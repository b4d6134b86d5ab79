// SPDX-License-Identifier: MPL-2.0
//! `tithi_lens` shows the yearly Amar Granthalaya calendar artwork, built with
//! the Iced GUI framework.
//!
//! Each year has thirteen pages (January to December plus an index page),
//! and every month page has a front and a back face. Pages can be zoomed with
//! pinch, wheel or buttons, panned while zoomed, and flipped with a swipe.
//! Images are downloaded from a static archive and kept in an in-memory LRU
//! cache.

#![doc(html_root_url = "https://docs.rs/tithi_lens/0.1.0")]

pub mod app;
pub mod calendar;
pub mod config;
pub mod error;
pub mod i18n;
pub mod media;
pub mod ui;

#[cfg(test)]
pub(crate) mod test_utils;
// SPDX-License-Identifier: MPL-2.0
//! Viewer pane that renders the calendar page with the loading indicator,
//! the error caption and the front/back badge layered above it.

use crate::i18n::I18n;
use crate::media::ImageData;
use crate::ui::design_tokens::{spacing, typography};
use crate::ui::styles;
use crate::ui::theming::ColorScheme;
use crate::ui::viewer::component::Message;
use crate::ui::viewer::subcomponents::flip::FaceLayout;
use crate::ui::widgets::calendar_canvas::Face;
use crate::ui::widgets::{AnimatedSpinner, CalendarCanvas};
use iced::widget::{Column, Container, Stack, Text};
use iced::{
    alignment::{Horizontal, Vertical},
    Element, Length, Vector,
};

pub struct ViewModel<'a> {
    pub i18n: &'a I18n,
    pub front: Option<ImageData>,
    pub back: Option<ImageData>,
    pub front_layout: FaceLayout,
    pub back_layout: FaceLayout,
    pub is_flipped: bool,
    pub scale: f32,
    pub pan: Vector,
    /// Navigation fade.
    pub opacity: f32,
    pub is_loading: bool,
    pub spinner_rotation: f32,
    /// i18n key of the failure affecting the active face.
    pub failure: Option<&'static str>,
    pub show_badge: bool,
    /// Height of the image area; zero lets the pane fill.
    pub area_height: f32,
    pub colors: &'a ColorScheme,
}

pub fn view(model: ViewModel<'_>) -> Element<'_, Message> {
    let broken = model.failure.is_some() && !model.is_loading;

    let canvas = CalendarCanvas::new(
        Face {
            image: model.front,
            layout: model.front_layout,
        },
        Face {
            image: model.back,
            layout: model.back_layout,
        },
        Message::Pointer,
    )
    .back_on_top(model.is_flipped)
    .zoom(model.scale, model.pan)
    .opacity(model.opacity)
    .broken(broken, model.colors.text_secondary)
    .into_element();

    let mut layers = Stack::new()
        .width(Length::Fill)
        .height(Length::Fill)
        .push(canvas);

    if model.is_loading {
        let spinner = AnimatedSpinner::new(model.colors.brand_primary, model.spinner_rotation);
        let caption = Text::new(model.i18n.tr("image-loading"))
            .size(typography::CAPTION)
            .color(model.colors.text_secondary);
        layers = layers.push(centered(
            Column::new()
                .spacing(spacing::XS)
                .align_x(Horizontal::Center)
                .push(spinner.into_element())
                .push(caption),
        ));
    } else if let Some(key) = model.failure {
        let message = Text::new(model.i18n.tr(key))
            .size(typography::BODY)
            .color(model.colors.error);
        layers = layers.push(
            Container::new(message)
                .width(Length::Fill)
                .height(Length::Fill)
                .padding(spacing::MD)
                .align_x(Horizontal::Center)
                .align_y(Vertical::Bottom),
        );
    }

    if model.show_badge {
        let key = if model.is_flipped {
            "badge-back"
        } else {
            "badge-front"
        };
        let badge = Container::new(Text::new(model.i18n.tr(key)).size(typography::CAPTION))
            .padding([spacing::XXS, spacing::XS])
            .style(styles::container::badge);
        layers = layers.push(
            Container::new(badge)
                .width(Length::Fill)
                .padding(spacing::XS)
                .align_x(Horizontal::Right),
        );
    }

    let height = if model.area_height > 0.0 {
        Length::Fixed(model.area_height)
    } else {
        Length::Fill
    };

    Container::new(layers)
        .width(Length::Fill)
        .height(height)
        .clip(true)
        .style(styles::container::page)
        .into()
}

fn centered<'a>(content: impl Into<Element<'a, Message>>) -> Element<'a, Message> {
    Container::new(content)
        .width(Length::Fill)
        .height(Length::Fill)
        .align_x(Horizontal::Center)
        .align_y(Vertical::Center)
        .into()
}
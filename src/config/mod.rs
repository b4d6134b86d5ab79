// SPDX-License-Identifier: MPL-2.0
//! This module handles the application's configuration, including loading and saving
//! user preferences to a `settings.toml` file.
//!
//! # Configuration Sections
//!
//! - `[general]` - Language and theme mode
//! - `[calendar]` - Fallback year and archive location
//! - `[display]` - Zoom step sizes
//! - `[network]` - Download timeout, cache budget and prefetching
//!
//! Viewer state (current page, zoom, flip) is never written here.
//!
//! # Examples
//!
//! ```no_run
//! use tithi_lens::config;
//!
//! let (mut config, _warning) = config::load();
//! config.general.language = Some("hi".to_string());
//! config::save(&config).expect("Failed to save config");
//! ```

pub mod defaults;

pub use defaults::*;

use crate::app::paths;
use crate::calendar::{Catalog, DEFAULT_ARCHIVE_ROOT, DEFAULT_FALLBACK_YEAR};
use crate::error::{Error, Result};
use crate::ui::theming::ThemeMode;
use serde::{Deserialize, Serialize};
use std::fs;
use std::path::{Path, PathBuf};
use std::time::Duration;

const CONFIG_FILE: &str = "settings.toml";

/// Warning key reported when an existing config file cannot be parsed.
pub const CONFIG_LOAD_WARNING: &str = "notification-config-load-error";

// =============================================================================
// Section Structs
// =============================================================================

/// General application settings.
#[derive(Debug, Clone, Serialize, Deserialize, PartialEq, Default)]
pub struct GeneralConfig {
    /// UI language code (e.g., "en-US", "hi").
    #[serde(default, skip_serializing_if = "Option::is_none")]
    pub language: Option<String>,

    /// Application theme mode (light, dark, or system).
    #[serde(default)]
    pub theme_mode: ThemeMode,
}

/// Calendar catalog settings.
#[derive(Debug, Clone, Serialize, Deserialize, PartialEq)]
pub struct CalendarConfig {
    /// Year shown when the current year has no artwork.
    #[serde(default, skip_serializing_if = "Option::is_none")]
    pub fallback_year: Option<i32>,

    /// Alternative archive root (mirror) for the calendar images.
    #[serde(default, skip_serializing_if = "Option::is_none")]
    pub archive_root: Option<String>,
}

impl Default for CalendarConfig {
    fn default() -> Self {
        Self {
            fallback_year: Some(DEFAULT_FALLBACK_YEAR),
            archive_root: None,
        }
    }
}

/// Zoom behaviour settings.
#[derive(Debug, Clone, Serialize, Deserialize, PartialEq)]
pub struct DisplayConfig {
    /// Scale change of the zoom in/out buttons.
    #[serde(default, skip_serializing_if = "Option::is_none")]
    pub zoom_step: Option<f32>,

    /// Scale change per mouse wheel notch.
    #[serde(default, skip_serializing_if = "Option::is_none")]
    pub wheel_zoom_step: Option<f32>,

    /// Scale reached by double-tapping an un-zoomed page.
    #[serde(default, skip_serializing_if = "Option::is_none")]
    pub double_tap_scale: Option<f32>,
}

impl Default for DisplayConfig {
    fn default() -> Self {
        Self {
            zoom_step: Some(DEFAULT_ZOOM_STEP),
            wheel_zoom_step: Some(DEFAULT_WHEEL_ZOOM_STEP),
            double_tap_scale: Some(DEFAULT_DOUBLE_TAP_SCALE),
        }
    }
}

/// Image download settings.
#[derive(Debug, Clone, Serialize, Deserialize, PartialEq)]
pub struct NetworkConfig {
    /// Timeout for a single image download, in seconds.
    #[serde(default, skip_serializing_if = "Option::is_none")]
    pub request_timeout_secs: Option<u64>,

    /// In-memory image cache budget, in megabytes.
    #[serde(default, skip_serializing_if = "Option::is_none")]
    pub cache_size_mb: Option<u32>,

    /// Download neighbouring pages in the background.
    #[serde(default, skip_serializing_if = "Option::is_none")]
    pub prefetch_adjacent: Option<bool>,
}

impl Default for NetworkConfig {
    fn default() -> Self {
        Self {
            request_timeout_secs: Some(DEFAULT_REQUEST_TIMEOUT_SECS),
            cache_size_mb: Some(DEFAULT_CACHE_SIZE_MB),
            prefetch_adjacent: Some(true),
        }
    }
}

// =============================================================================
// Main Config Struct (Sectioned)
// =============================================================================

/// Application configuration with logical sections.
#[derive(Debug, Clone, Serialize, Deserialize, PartialEq, Default)]
pub struct Config {
    #[serde(default)]
    pub general: GeneralConfig,

    #[serde(default)]
    pub calendar: CalendarConfig,

    #[serde(default)]
    pub display: DisplayConfig,

    #[serde(default)]
    pub network: NetworkConfig,
}

impl Config {
    /// Builds the calendar catalog described by the `[calendar]` section.
    #[must_use]
    pub fn catalog(&self) -> Catalog {
        Catalog::new(
            self.calendar
                .archive_root
                .as_deref()
                .unwrap_or(DEFAULT_ARCHIVE_ROOT),
            self.calendar.fallback_year.unwrap_or(DEFAULT_FALLBACK_YEAR),
        )
    }

    /// Zoom button step, clamped to the supported range.
    #[must_use]
    pub fn zoom_step(&self) -> f32 {
        self.display
            .zoom_step
            .unwrap_or(DEFAULT_ZOOM_STEP)
            .clamp(MIN_ZOOM_STEP, MAX_ZOOM_STEP)
    }

    /// Wheel zoom step, clamped to the supported range.
    #[must_use]
    pub fn wheel_zoom_step(&self) -> f32 {
        self.display
            .wheel_zoom_step
            .unwrap_or(DEFAULT_WHEEL_ZOOM_STEP)
            .clamp(MIN_WHEEL_ZOOM_STEP, MAX_WHEEL_ZOOM_STEP)
    }

    /// Double-tap target scale, kept strictly above the snap-back threshold.
    #[must_use]
    pub fn double_tap_scale(&self) -> f32 {
        self.display
            .double_tap_scale
            .unwrap_or(DEFAULT_DOUBLE_TAP_SCALE)
            .clamp(SNAP_BACK_SCALE + MIN_ZOOM_STEP, MAX_ZOOM_SCALE)
    }

    /// Download timeout, clamped to the supported range.
    #[must_use]
    pub fn request_timeout(&self) -> Duration {
        let secs = self
            .network
            .request_timeout_secs
            .unwrap_or(DEFAULT_REQUEST_TIMEOUT_SECS)
            .clamp(MIN_REQUEST_TIMEOUT_SECS, MAX_REQUEST_TIMEOUT_SECS);
        Duration::from_secs(secs)
    }

    /// Image cache budget in bytes.
    #[must_use]
    pub fn cache_size_bytes(&self) -> usize {
        let mb = self
            .network
            .cache_size_mb
            .unwrap_or(DEFAULT_CACHE_SIZE_MB)
            .clamp(MIN_CACHE_SIZE_MB, MAX_CACHE_SIZE_MB);
        mb as usize * 1024 * 1024
    }

    #[must_use]
    pub fn prefetch_adjacent(&self) -> bool {
        self.network.prefetch_adjacent.unwrap_or(true)
    }
}

// =============================================================================
// Config Path Resolution
// =============================================================================

fn get_config_path_with_override(base_dir: Option<PathBuf>) -> Option<PathBuf> {
    paths::config_dir(base_dir).map(|mut path| {
        path.push(CONFIG_FILE);
        path
    })
}

// =============================================================================
// Load Functions
// =============================================================================

/// Loads the configuration from the default path.
///
/// Returns a tuple of (config, optional_warning). If loading fails, returns
/// default config with a warning key explaining what went wrong.
pub fn load() -> (Config, Option<String>) {
    load_with_override(None)
}

/// Loads the configuration from a custom directory.
pub fn load_with_override(base_dir: Option<PathBuf>) -> (Config, Option<String>) {
    if let Some(path) = get_config_path_with_override(base_dir) {
        if path.exists() {
            match load_from_path(&path) {
                Ok(config) => {
                    tracing::info!(path = %path.display(), "Loaded settings");
                    return (config, None);
                }
                Err(err) => {
                    tracing::warn!(path = %path.display(), %err, "Ignoring unreadable settings");
                    return (Config::default(), Some(CONFIG_LOAD_WARNING.to_string()));
                }
            }
        }
    }
    (Config::default(), None)
}

/// Loads configuration from a specific path.
pub fn load_from_path(path: &Path) -> Result<Config> {
    let content = fs::read_to_string(path)?;
    let config: Config = toml::from_str(&content)?;
    Ok(config)
}

// =============================================================================
// Save Functions
// =============================================================================

/// Saves the configuration to the default path.
pub fn save(config: &Config) -> Result<()> {
    save_with_override(config, None)
}

/// Saves the configuration to a custom directory.
pub fn save_with_override(config: &Config, base_dir: Option<PathBuf>) -> Result<()> {
    if let Some(path) = get_config_path_with_override(base_dir) {
        return save_to_path(config, &path);
    }
    Ok(())
}

/// Saves configuration to a specific path.
pub fn save_to_path(config: &Config, path: &Path) -> Result<()> {
    if let Some(parent) = path.parent() {
        fs::create_dir_all(parent)?;
    }
    let content = toml::to_string_pretty(config).map_err(Error::from)?;
    fs::write(path, content)?;
    Ok(())
}

// =============================================================================
// Tests
// =============================================================================

#[cfg(test)]
mod tests {
    use super::*;
    use crate::error::Error;
    use crate::test_utils::assert_abs_diff_eq;
    use tempfile::tempdir;

    #[test]
    fn save_and_load_round_trip_preserves_settings() {
        let config = Config {
            general: GeneralConfig {
                language: Some("hi".to_string()),
                theme_mode: ThemeMode::Light,
            },
            calendar: CalendarConfig {
                fallback_year: Some(2025),
                archive_root: Some("https://mirror.example.org".to_string()),
            },
            display: DisplayConfig {
                zoom_step: Some(0.25),
                wheel_zoom_step: Some(0.1),
                double_tap_scale: Some(3.0),
            },
            network: NetworkConfig {
                request_timeout_secs: Some(10),
                cache_size_mb: Some(32),
                prefetch_adjacent: Some(false),
            },
        };
        let temp_dir = tempdir().expect("failed to create temp dir");
        let config_path = temp_dir.path().join("nested").join("settings.toml");

        save_to_path(&config, &config_path).expect("failed to save config");
        let loaded = load_from_path(&config_path).expect("failed to load config");

        assert_eq!(loaded, config);
    }

    #[test]
    fn load_from_path_invalid_toml_errors() {
        let temp_dir = tempdir().expect("failed to create temp dir");
        let config_path = temp_dir.path().join("settings.toml");
        fs::write(&config_path, "not = valid = toml").expect("failed to write invalid toml");

        match load_from_path(&config_path) {
            Err(Error::Config(_)) => {}
            other => panic!("expected Config error, got {:?}", other),
        }
    }

    #[test]
    fn load_with_override_from_empty_directory_returns_default() {
        let temp_dir = tempdir().expect("failed to create temp dir");
        let (config, warning) = load_with_override(Some(temp_dir.path().to_path_buf()));
        assert_eq!(config, Config::default());
        assert!(warning.is_none());
    }

    #[test]
    fn load_with_override_from_corrupted_file_returns_default_with_warning() {
        let temp_dir = tempdir().expect("failed to create temp dir");
        fs::write(temp_dir.path().join(CONFIG_FILE), "[general\nlanguage = ")
            .expect("failed to write corrupted file");

        let (config, warning) = load_with_override(Some(temp_dir.path().to_path_buf()));
        assert_eq!(config, Config::default());
        assert_eq!(warning.as_deref(), Some(CONFIG_LOAD_WARNING));
    }

    #[test]
    fn save_with_override_and_load_with_override_round_trip() {
        let temp_dir = tempdir().expect("failed to create temp dir");
        let mut config = Config::default();
        config.general.language = Some("en-US".to_string());
        config.general.theme_mode = ThemeMode::Dark;

        save_with_override(&config, Some(temp_dir.path().to_path_buf()))
            .expect("failed to save config");
        let (loaded, warning) = load_with_override(Some(temp_dir.path().to_path_buf()));

        assert!(warning.is_none());
        assert_eq!(loaded.general.language.as_deref(), Some("en-US"));
        assert_eq!(loaded.general.theme_mode, ThemeMode::Dark);
    }

    #[test]
    fn missing_sections_use_defaults() {
        let config: Config = toml::from_str("[general]\nlanguage = \"hi\"\n").unwrap();
        assert_eq!(config.general.language.as_deref(), Some("hi"));
        assert_eq!(config.general.theme_mode, ThemeMode::System);
        assert_eq!(config.calendar, CalendarConfig::default());
        assert_eq!(config.network, NetworkConfig::default());
    }

    #[test]
    fn out_of_range_values_are_clamped() {
        let config = Config {
            display: DisplayConfig {
                zoom_step: Some(9.0),
                wheel_zoom_step: Some(0.0),
                double_tap_scale: Some(1.0),
            },
            network: NetworkConfig {
                request_timeout_secs: Some(1),
                cache_size_mb: Some(100_000),
                prefetch_adjacent: None,
            },
            ..Config::default()
        };

        assert_abs_diff_eq!(config.zoom_step(), MAX_ZOOM_STEP);
        assert_abs_diff_eq!(config.wheel_zoom_step(), MIN_WHEEL_ZOOM_STEP);
        assert!(config.double_tap_scale() > SNAP_BACK_SCALE);
        assert_eq!(
            config.request_timeout(),
            Duration::from_secs(MIN_REQUEST_TIMEOUT_SECS)
        );
        assert_eq!(
            config.cache_size_bytes(),
            MAX_CACHE_SIZE_MB as usize * 1024 * 1024
        );
        assert!(config.prefetch_adjacent());
    }

    #[test]
    fn catalog_honours_calendar_section() {
        let mut config = Config::default();
        config.calendar.fallback_year = Some(2023);
        config.calendar.archive_root = Some("https://mirror.example.org/".to_string());

        let catalog = config.catalog();
        assert_eq!(catalog.fallback_year(), 2023);
        assert_eq!(catalog.archive_root(), "https://mirror.example.org");
    }

    #[test]
    fn theme_mode_serializes_lowercase() {
        let mut config = Config::default();
        config.general.theme_mode = ThemeMode::Light;
        let content = toml::to_string_pretty(&config).unwrap();
        assert!(content.contains("theme_mode = \"light\""));
    }
}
────────────────────────────────────────
▶ **Brief**:
Taking the records above as input, show every line in which the word "centered" is present.

▶ **Solution to the problem**:
        layers = layers.push(centered(
fn centered<'a>(content: impl Into<Element<'a, Message>>) -> Element<'a, Message> {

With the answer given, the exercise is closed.